I love it! Is that a sticker on the shrink wrap? That's what I want to do. I'm still trying to decide my packaging though.. My husband wants to be in charge of the packaging though, so I'll delegate it to him. Ha.


----------



## shunt2011 (Oct 26, 2014)

That's very pretty.  I shrink wrap and then label front and back.


----------



## IrishLass (Oct 26, 2014)

Ooooh! I love it! 

 IrishLass


----------



## hmlove1218 (Oct 26, 2014)

Thanks y'all! I'm really liking it too 

@Girlishcharm yes it's a sticker over the shrink wrap. I have one on the opposite side with the ingredients, fragrance description, address, and website


----------



## Lindy (Oct 26, 2014)

Very pretty and feminine - nice job


----------



## sethkaylyn (Nov 16, 2014)

If you don't mind, what type of shrink wrap did you use? Was it individual bags?
I'm trying to decide an easy way to wrap my bars. 
Thanks!


----------



## cmzaha (Nov 16, 2014)

sethkaylyn said:


> If you don't mind, what type of shrink wrap did you use? Was it individual bags?
> I'm trying to decide an easy way to wrap my bars.
> Thanks!


4x6 shrink bags from papermart.com work great are are cheap! They do need to be sealed and most like cut of the extra on the top before shrink wrapping. Impulse sealers are really cheap on ebay


----------



## hmlove1218 (Nov 17, 2014)

sethkaylyn said:


> If you don't mind, what type of shrink wrap did you use?
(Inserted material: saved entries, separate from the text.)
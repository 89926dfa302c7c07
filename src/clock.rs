// SPDX-License-Identifier: MPL-2.0

use chrono::{DateTime, Duration, Utc};
use std::cell::Cell;

/// Source of "now" for ids and schedule times
pub trait Clock {
    fn now(&self) -> DateTime<Utc>;
}

#[derive(Debug, Clone, Copy, Default)]
pub struct SystemClock;

impl Clock for SystemClock {
    fn now(&self) -> DateTime<Utc> {
        Utc::now()
    }
}

/// Test clock that advances by a fixed step after every reading
#[derive(Debug)]
pub struct SteppingClock {
    next: Cell<DateTime<Utc>>,
    step: Duration,
}

impl SteppingClock {
    pub fn new(start: DateTime<Utc>, step: Duration) -> Self {
        Self {
            next: Cell::new(start),
            step,
        }
    }

    /// A clock that always reports `at`
    pub fn fixed(at: DateTime<Utc>) -> Self {
        Self::new(at, Duration::zero())
    }
}

impl Clock for SteppingClock {
    fn now(&self) -> DateTime<Utc> {
        let now = self.next.get();
        self.next.set(now + self.step);
        now
    }
}
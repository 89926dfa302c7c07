// SPDX-License-Identifier: MPL-2.0

use crate::store::{ChangeTracker, StorageChange, Store, StoreError};
use std::cell::RefCell;
use std::collections::BTreeMap;
use std::rc::Rc;

/// In-process store. Handles opened with [`MemoryStore::open_tab`] share the
/// same contents but each keeps its own change tracker, like browser tabs on
/// one origin.
pub struct MemoryStore {
    data: Rc<RefCell<BTreeMap<String, String>>>,
    tracker: ChangeTracker,
}

impl MemoryStore {
    pub fn new() -> Self {
        Self {
            data: Rc::new(RefCell::new(BTreeMap::new())),
            tracker: ChangeTracker::default(),
        }
    }

    /// Another handle onto the same contents
    pub fn open_tab(&self) -> Self {
        let snapshot = self.snapshot();
        Self {
            data: Rc::clone(&self.data),
            tracker: ChangeTracker::new(snapshot),
        }
    }

    fn snapshot(&self) -> Vec<(String, String)> {
        self.data
            .borrow()
            .iter()
            .map(|(k, v)| (k.clone(), v.clone()))
            .collect()
    }
}

impl Default for MemoryStore {
    fn default() -> Self {
        Self::new()
    }
}

impl Store for MemoryStore {
    fn get_raw(&self, key: &str) -> Result<Option<String>, StoreError> {
        Ok(self.data.borrow().get(key).cloned())
    }

    fn set_raw(&self, key: &str, value: &str) -> Result<(), StoreError> {
        self.data
            .borrow_mut()
            .insert(key.to_string(), value.to_string());
        self.tracker.record(key, Some(value));
        Ok(())
    }

    fn remove(&self, key: &str) -> Result<(), StoreError> {
        self.data.borrow_mut().remove(key);
        self.tracker.record(key, None);
        Ok(())
    }

    fn remove_many(&self, keys: &[&str]) -> Result<(), StoreError> {
        let mut data = self.data.borrow_mut();
        for key in keys {
            data.remove(*key);
            self.tracker.record(key, None);
        }
        Ok(())
    }

    fn entries(&self) -> Result<Vec<(String, String)>, StoreError> {
        Ok(self.snapshot())
    }

    fn poll_external(&self) -> Result<Vec<StorageChange>, StoreError> {
        Ok(self.tracker.diff(self.snapshot()))
    }
}
// SPDX-License-Identifier: MPL-2.0

use crate::config::MAX_POST_CHARS;
use crate::posts::media::{ImageAttachment, is_self_contained};
use crate::posts::repository::{PostRepository, RepositoryError};
use crate::posts::{Platform, PostId, PostPatch, ScheduledPost, Tone};
use crate::validation::{self, ValidationErrors};
use thiserror::Error;
use unicode_segmentation::UnicodeSegmentation;

#[derive(Error, Debug)]
pub enum ComposeError {
    #[error(transparent)]
    Repository(#[from] RepositoryError),
    #[error("{0}")]
    Invalid(#[from] ValidationErrors),
    #[error("Could not find post to edit.")]
    NotFound(PostId),
    #[error("Images must be uploaded, not linked.")]
    LinkedImage,
}

/// Placeholder for the "generate with AI" button; no model is involved.
pub fn generate_placeholder(platform: Platform, tone: Tone) -> String {
    let text = format!(
        "Generated AI Content: For {platform}, with a {tone} tone: \"This is a sample AI generated post about a trending topic that will surely engage your audience! #AIContent #{}\"",
        platform.as_str().to_uppercase()
    );
    truncate_graphemes(&text, MAX_POST_CHARS)
}

fn truncate_graphemes(text: &str, max: usize) -> String {
    text.graphemes(true).take(max).collect()
}

/// Editing state of the create-post screen.
///
/// Content checks happen here, before the repository is involved, so the
/// messages the user sees stay with the form.
pub struct Composer {
    repo: PostRepository,
    editing: Option<PostId>,
    content: String,
    platform: Platform,
    tone: Tone,
    image_name: Option<String>,
    image_data_url: Option<String>,
}

impl Composer {
    pub fn new(repo: PostRepository) -> Self {
        Self {
            repo,
            editing: None,
            content: String::new(),
            platform: Platform::default(),
            tone: Tone::default(),
            image_name: None,
            image_data_url: None,
        }
    }

    /// Open the editor on an existing post, or on the saved draft
    pub fn load(&mut self, edit: Option<PostId>) -> Result<(), ComposeError> {
        self.reset();

        match edit {
            Some(id) => {
                let post = self.repo.get(id)?.ok_or(ComposeError::NotFound(id))?;
                self.editing = Some(post.id);
                self.content = post.content;
                self.platform = post.platform;
                self.tone = post.tone;
                self.image_data_url = post.image_preview;
            }
            None => {
                let draft = self.repo.load_draft()?;
                self.content = draft.content;
                // A preview without a file name came from an edit, not an upload
                if draft.image_name.is_some() && draft.image_data_url.is_some() {
                    self.image_name = draft.image_name;
                    self.image_data_url = draft.image_data_url;
                }
            }
        }
        Ok(())
    }

    pub fn is_editing(&self) -> bool {
        self.editing.is_some()
    }

    pub fn content(&self) -> &str {
        &self.content
    }

    pub fn platform(&self) -> Platform {
        self.platform
    }

    pub fn tone(&self) -> Tone {
        self.tone
    }

    pub fn image_preview(&self) -> Option<&str> {
        self.image_data_url.as_deref()
    }

    /// Replace the content unless it would exceed the length limit
    pub fn set_content(&mut self, content: impl Into<String>) -> bool {
        let content = content.into();
        if validation::char_count(&content) > MAX_POST_CHARS {
            return false;
        }
        self.content = content;
        true
    }

    pub fn set_platform(&mut self, platform: Platform) {
        self.platform = platform;
    }

    pub fn set_tone(&mut self, tone: Tone) {
        self.tone = tone;
    }

    pub fn attach(&mut self, image: ImageAttachment) {
        self.image_name = Some(image.name);
        self.image_data_url = Some(image.data_url);
    }

    pub fn remove_image(&mut self) {
        self.image_name = None;
        self.image_data_url = None;
    }

    /// Fill the editor with placeholder text for the current platform and tone
    pub fn generate(&mut self) {
        self.content = generate_placeholder(self.platform, self.tone);
    }

    pub fn save_draft(&self) -> Result<(), ComposeError> {
        self.check_image()?;
        self.repo.save_draft(
            self.content.clone(),
            self.image_name.clone(),
            self.image_data_url.clone(),
        )?;
        Ok(())
    }

    /// Schedule a new post or update the one being edited, then clear the
    /// draft and the editor.
    pub fn schedule(&mut self) -> Result<ScheduledPost, ComposeError> {
        validation::validate_post_content(&self.content)?;
        self.check_image()?;

        let post = match self.editing {
            Some(id) => {
                let patch = PostPatch {
                    content: Some(self.content.clone()),
                    platform: Some(self.platform),
                    tone: Some(self.tone),
                    image_preview: Some(self.image_data_url.clone()),
                };
                self.repo.update(id, patch).map_err(|e| match e {
                    RepositoryError::NotFound(id) => ComposeError::NotFound(id),
                    other => ComposeError::Repository(other),
                })?
            }
            None => self.repo.create(
                self.content.clone(),
                self.platform,
                self.tone,
                self.image_data_url.clone(),
            )?,
        };

        self.repo.clear_draft()?;
        self.reset();
        Ok(post)
    }

    /// Stored previews must embed the image itself
    fn check_image(&self) -> Result<(), ComposeError> {
        match &self.image_data_url {
            Some(url) if !is_self_contained(url) => Err(ComposeError::LinkedImage),
            _ => Ok(()),
        }
    }

    fn reset(&mut self) {
        self.editing = None;
        self.content.clear();
        self.remove_image();
    }
}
Was it individual bags?
> I'm trying to decide an easy way to wrap my bars.
> Thanks!



I got them from shrinkwrapstore.com. They're the 4x6 bags. I didnt use a sealer on the open end because I wanted my soaps to be able to breathe. In fact, on my CP soaps I cut open the sealed end so that there was an opening on each side. On my MP soaps I pushed them far enough into the bag so that the bag sealed itself.


----------



## sethkaylyn (Nov 17, 2014)

Thank you!!


----------